Un permis professionnel étant requis à Genève pour pouvoir conduire une voiture de tourisme avec chauffeur (VTC), l’entreprise fournit ainsi des cours préparatoires au travers d’une auto-école partenaire dans le cadre de son Uberacademy. Elle procède également à des remises à niveau lorsque l’évaluation d’un chauffeur passe en dessous de la barre fatidique de 4,32 sur 5 et indique les zones et heures d’affluence à desservir en priorité en ville de Genève. Au besoin, elle oriente ses collaborateurs vers certains revendeurs offrant des véhicules à des tarifs préférentiels.
« Tous ces éléments, note Luca Perrig, relèvent d’une relation employeur-salarié, à savoir une formation professionnelle et un outil de travail indispensable et non d’une forme d’économie réellement participative. »
Sauf que dans le cas présent, le rapport de force est bien plus asymétrique que celui qui existe dans le monde du travail. En premier lieu parce que la plateforme dispose d’une grande quantité de travailleurs à sa disposition alors qu’un travailleur dispose de peu d’autres plateformes susceptibles de lui fournir un emploi, quand il en existe une.

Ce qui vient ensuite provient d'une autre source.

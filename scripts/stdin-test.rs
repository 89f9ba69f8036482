#!/usr/bin/env cargo-script
//! ```cargo
//! [package]
//! edition = "2021"
//!
//! [dependencies]
//! serde = { version = "1.0", features = ["derive"] }
//! serde_json = "1.0"
//! ```
//!
//! Usage: `stdin-test.rs [tool] [componentName]`, e.g. `stdin-test.rs get_component_api switch`.

extern crate serde;
extern crate serde_json;

use serde_json::json;
use std::env;
use std::io::Write;
use std::process::{Command, Stdio};

fn main() -> Result<(), Box<dyn std::error::Error>> {
    let mut args = env::args().skip(1);
    let tool = args.next().unwrap_or_else(|| "get_component_list".to_string());
    let arguments = match args.next() {
        Some(component) => json!({ "componentName": component }),
        None => json!({}),
    };

    let input = json!({
        "jsonrpc": "2.0",
        "id": 1,
        "method": "tools/call",
        "params": {
            "name": tool,
            "arguments": arguments
        }
    });
    let input_str = format!("{}\n", serde_json::to_string(&input)?);

    let mut child = Command::new("cargo")
        .args(["run", "--manifest-path", "component-docs-mcp/Cargo.toml"])
        .stdin(Stdio::piped())
        .stdout(Stdio::piped())
        .spawn()?;

    if let Some(mut stdin) = child.stdin.take() {
        stdin.write_all(input_str.as_bytes())?;
    }

    let output = child.wait_with_output()?;

    println!("Response from component-docs-mcp:");
    println!("{}", String::from_utf8_lossy(&output.stdout));

    if !output.status.success() {
        println!("Error output:");
        println!("{}", String::from_utf8_lossy(&output.stderr));
        return Err("Command failed".into());
    }

    Ok(())
}
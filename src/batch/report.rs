//! User-facing console messages

use std::io::{self, Write};
use console::{style, StyledObject};

use crate::batch::{BatchOutcome, BatchSummary, FileReport};

/// Usage text shown for help requests and usage errors
pub const USAGE: &str = "\
Usage:
    imageresizer -infile:<inFileName> -outfile:<outFileName> -w:<width> -h:<height>
  or
    imageresizer <inFileName> -w:<width> -h:<height>
  or
    imageresizer -infile:<pattern> -w:<width> [-s]

Example: (Save a smaller copy of an image)
    imageresizer -infile:Luke.tga -outfile:SmallLuke.tga -w:128 -h:128
Example: (Resize keeping the aspect ratio; the missing dimension is inferred)
    imageresizer -infile:Luke.tga -w:128
Example: (Shrink every PNG below the current directory, never enlarging)
    imageresizer *.png -s -w:64 -smallerOnly

More options:
-smallerOnly     Only resize if it makes the image smaller; never enlarge.
-verbose         Print what is being done.
-dimension       Print the image dimensions and exit without resizing.
-s               With a pattern, search subdirectories too.
-outfile:<path>  Output file; with a pattern, the output directory.
-config:<file>   Load settings (filter, JPEG quality, logging) from a TOML or YAML file.
";

/// Writes progress, reports and failures to a console stream
pub struct Reporter<W: Write> {
    out: W,
    verbose: bool,
    batch: bool,
    colors: bool,
}

impl Reporter<io::Stdout> {
    pub fn stdout(verbose: bool) -> Self {
        let mut reporter = Self::new(io::stdout(), verbose);
        reporter.colors = console::colors_enabled();
        reporter
    }
}

impl<W: Write> Reporter<W> {
    pub fn new(out: W, verbose: bool) -> Self {
        Self {
            out,
            verbose,
            batch: false,
            colors: false,
        }
    }

    /// Prefix per-file messages with the file path
    pub fn set_batch(&mut self, batch: bool) {
        self.batch = batch;
    }

    pub fn into_inner(self) -> W {
        self.out
    }

    /// Print usage text, preceded by an optional error message
    pub fn usage(&mut self, message: Option<&str>) {
        if let Some(message) = message {
            self.line(format_args!("{}", self.paint(message).red()));
        }
        self.line(format_args!("{}", USAGE));
    }

    pub fn files_found(&mut self, pattern: &str, count: usize) {
        if self.verbose {
            self.line(format_args!("Found {} file(s) matching '{}'", count, pattern));
        }
    }

    pub fn no_matches(&mut self, pattern: &str) {
        self.line(format_args!("No files match '{}'", pattern));
    }

    pub fn file(&mut self, report: &FileReport) {
        let prefix = if self.batch {
            format!("{}: ", report.input.display())
        } else {
            String::new()
        };

        match &report.outcome {
            BatchOutcome::Resized { to, .. } => {
                if self.verbose {
                    self.line(format_args!("Resizing {} to {}", report.input.display(), to));
                }
            }
            BatchOutcome::DimensionsReported(dimensions) => {
                self.line(format_args!("{}{}", prefix, dimensions));
            }
            BatchOutcome::Skipped(reason) => {
                if self.verbose {
                    self.line(format_args!("{}{}, not resizing", prefix, reason));
                }
            }
            BatchOutcome::Failed(error) => {
                // The prefix already names the input; errors about another file keep its name
                let message = match error.file_path() {
                    Some(file) if self.batch && file == report.input => error.user_message(),
                    _ => error.to_string(),
                };
                self.line(format_args!("{}: {}{}", self.paint("Error").red().bold(), prefix, message));
            }
        }
    }

    pub fn summary(&mut self, summary: &BatchSummary) {
        if !(self.verbose && self.batch) {
            return;
        }
        self.line(format_args!(
            "{}: {} file(s), {} resized, {} skipped, {} reported, {} failed",
            self.paint("Summary").bold(),
            summary.total(),
            summary.resized,
            summary.skipped,
            summary.reported,
            summary.failed
        ));
    }

    fn paint<D>(&self, value: D) -> StyledObject<D> {
        style(value).force_styling(self.colors)
    }

    // Console write failures are not worth aborting a batch for
    fn line(&mut self, args: std::fmt::Arguments<'_>) {
        let _ = writeln!(self.out, "{}", args);
    }
}

#[cfg(test)]
mod tests {
    use super::*;
    use crate::error::ResizerError;
    use crate::processing::{ImageDimensions, SkipReason};
    use std::path::{Path, PathBuf};

    fn report(outcome: BatchOutcome) -> FileReport {
        FileReport {
            input: PathBuf::from("dir/photo.png"),
            output: PathBuf::from("dir/photo.png"),
            outcome,
        }
    }

    fn output(reporter: Reporter<Vec<u8>>) -> String {
        String::from_utf8(reporter.into_inner()).unwrap()
    }

    #[test]
    fn test_dimensions_always_printed() {
        let mut reporter = Reporter::new(Vec::new(), false);
        reporter.file(&report(BatchOutcome::DimensionsReported(ImageDimensions::new(1000, 500))));
        assert_eq!(output(reporter), "1000x500\n");
    }

    #[test]
    fn test_batch_messages_are_prefixed() {
        let mut reporter = Reporter::new(Vec::new(), true);
        reporter.set_batch(true);
        reporter.file(&report(BatchOutcome::DimensionsReported(ImageDimensions::new(4, 2))));
        reporter.file(&report(BatchOutcome::Skipped(SkipReason::WouldNotDecrease)));

        let text = output(reporter);
        assert!(text.contains("dir/photo.png: 4x2"));
        assert!(text.contains("dir/photo.png: operation would not decrease image size, not resizing"));
    }

    #[test]
    fn test_progress_only_when_verbose() {
        let resized = || BatchOutcome::Resized {
            from: ImageDimensions::new(1000, 500),
            to: ImageDimensions::new(200, 100),
            frames: 1,
        };

        let mut quiet = Reporter::new(Vec::new(), false);
        quiet.file(&report(resized()));
        quiet.file(&report(BatchOutcome::Skipped(SkipReason::WouldNotDecrease)));
        quiet.files_found("*.png", 3);
        assert_eq!(output(quiet), "");

        let mut verbose = Reporter::new(Vec::new(), true);
        verbose.file(&report(resized()));
        assert_eq!(output(verbose), "Resizing dir/photo.png to 200x100\n");
    }

    #[test]
    fn test_failures_always_printed() {
        let error = ResizerError::decode(Path::new("dir/photo.png"), "bad header");

        let mut single = Reporter::new(Vec::new(), false);
        single.file(&report(BatchOutcome::Failed(error)));
        let text = output(single);
        assert!(text.contains("Error"));
        assert!(text.contains("dir/photo.png"));
        assert!(text.contains("bad header"));

        let error = ResizerError::decode(Path::new("dir/photo.png"), "bad header");
        let mut batch = Reporter::new(Vec::new(), false);
        batch.set_batch(true);
        batch.file(&report(BatchOutcome::Failed(error)));
        assert!(output(batch).contains("dir/photo.png: cannot read image: bad header"));
    }

    #[test]
    fn test_batch_failure_on_output_names_output() {
        let error = ResizerError::encode(Path::new("out/photo.png"), "disk full");
        let mut batch = Reporter::new(Vec::new(), false);
        batch.set_batch(true);
        batch.file(&report(BatchOutcome::Failed(error)));

        let text = output(batch);
        assert!(text.contains("dir/photo.png: Cannot write image out/photo.png"));
        assert!(text.contains("disk full"));
    }

    #[test]
    fn test_summary_only_for_verbose_batches() {
        let summary = BatchSummary { resized: 2, reported: 0, skipped: 1, failed: 1 };

        let mut single = Reporter::new(Vec::new(), true);
        single.summary(&summary);
        assert_eq!(output(single), "");

        let mut batch = Reporter::new(Vec::new(), true);
        batch.set_batch(true);
        batch.summary(&summary);
        assert_eq!(output(batch), "Summary: 4 file(s), 2 resized, 1 skipped, 0 reported, 1 failed\n");
    }

    #[test]
    fn test_usage_with_message() {
        let mut reporter = Reporter::new(Vec::new(), false);
        reporter.usage(Some("Error: Need to specify size"));
        let text = output(reporter);
        assert!(text.starts_with("Error: Need to specify size\n"));
        assert!(text.contains("Usage:"));
    }
}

Ensuite, parce qu’en l’absence d’organisation collective, les plateformes numériques sont dans une position telle qu’elles peuvent dicter seules les conditions d’utilisation de leurs services. Rien n’empêche ainsi une société comme Uber de modifier du jour au lendemain et de façon unilatérale la commission perçue par ses chauffeurs, décision qui peut être lourde de conséquences dans le cas d’une personne qui aurait décidé d’acquérir un véhicule en leasing.
Enfin, parce que sans contrat de travail, les travailleurs du numérique ne bénéficient d’aucune protection sociale et se retrouvent de fait potentiellement disponibles 24 heures sur 24, sept jours sur sept et 365 jours par an. « L’idée étant de s’adapter au mieux à la demande, Uber valorise davantage le travail effectué le soir ou le week-end que durant les heures dites creuses, explique Luca Perrig. Du coup, de nombreux chauffeurs cumulent les heures à des horaires décalés, ce qui, dans certains cas, ne va pas sans affecter leur vie familiale. C’est d’autant plus regrettable que les voies de recours sont extrêmement ténues en cas de mécontentement. »
La plupart des sites s’efforcent en effet de décourager le contact écrit, lui préférant largement les FAQ (acronyme de Frequently asked questions). Et Uber n’échappe pas à la règle. Sur le site de l’entreprise, il faut ainsi passer par une longue liste de FAQs avant d’atteindre un formulaire adressé aux administrateurs. Lequel n’est destiné qu’à poser des questions relatives au fonctionnement de l’application ou à des problèmes liés au véhicule de travail…

« Le travail dans l’économie collaborative : une évaluation socio-économique », par Luca Perrig, mémoire présenté en vue de l’obtention d’un Master en socioéconomie (Faculté des sciences de la société), sous la direction du professeur Jean-Michel Bonvin.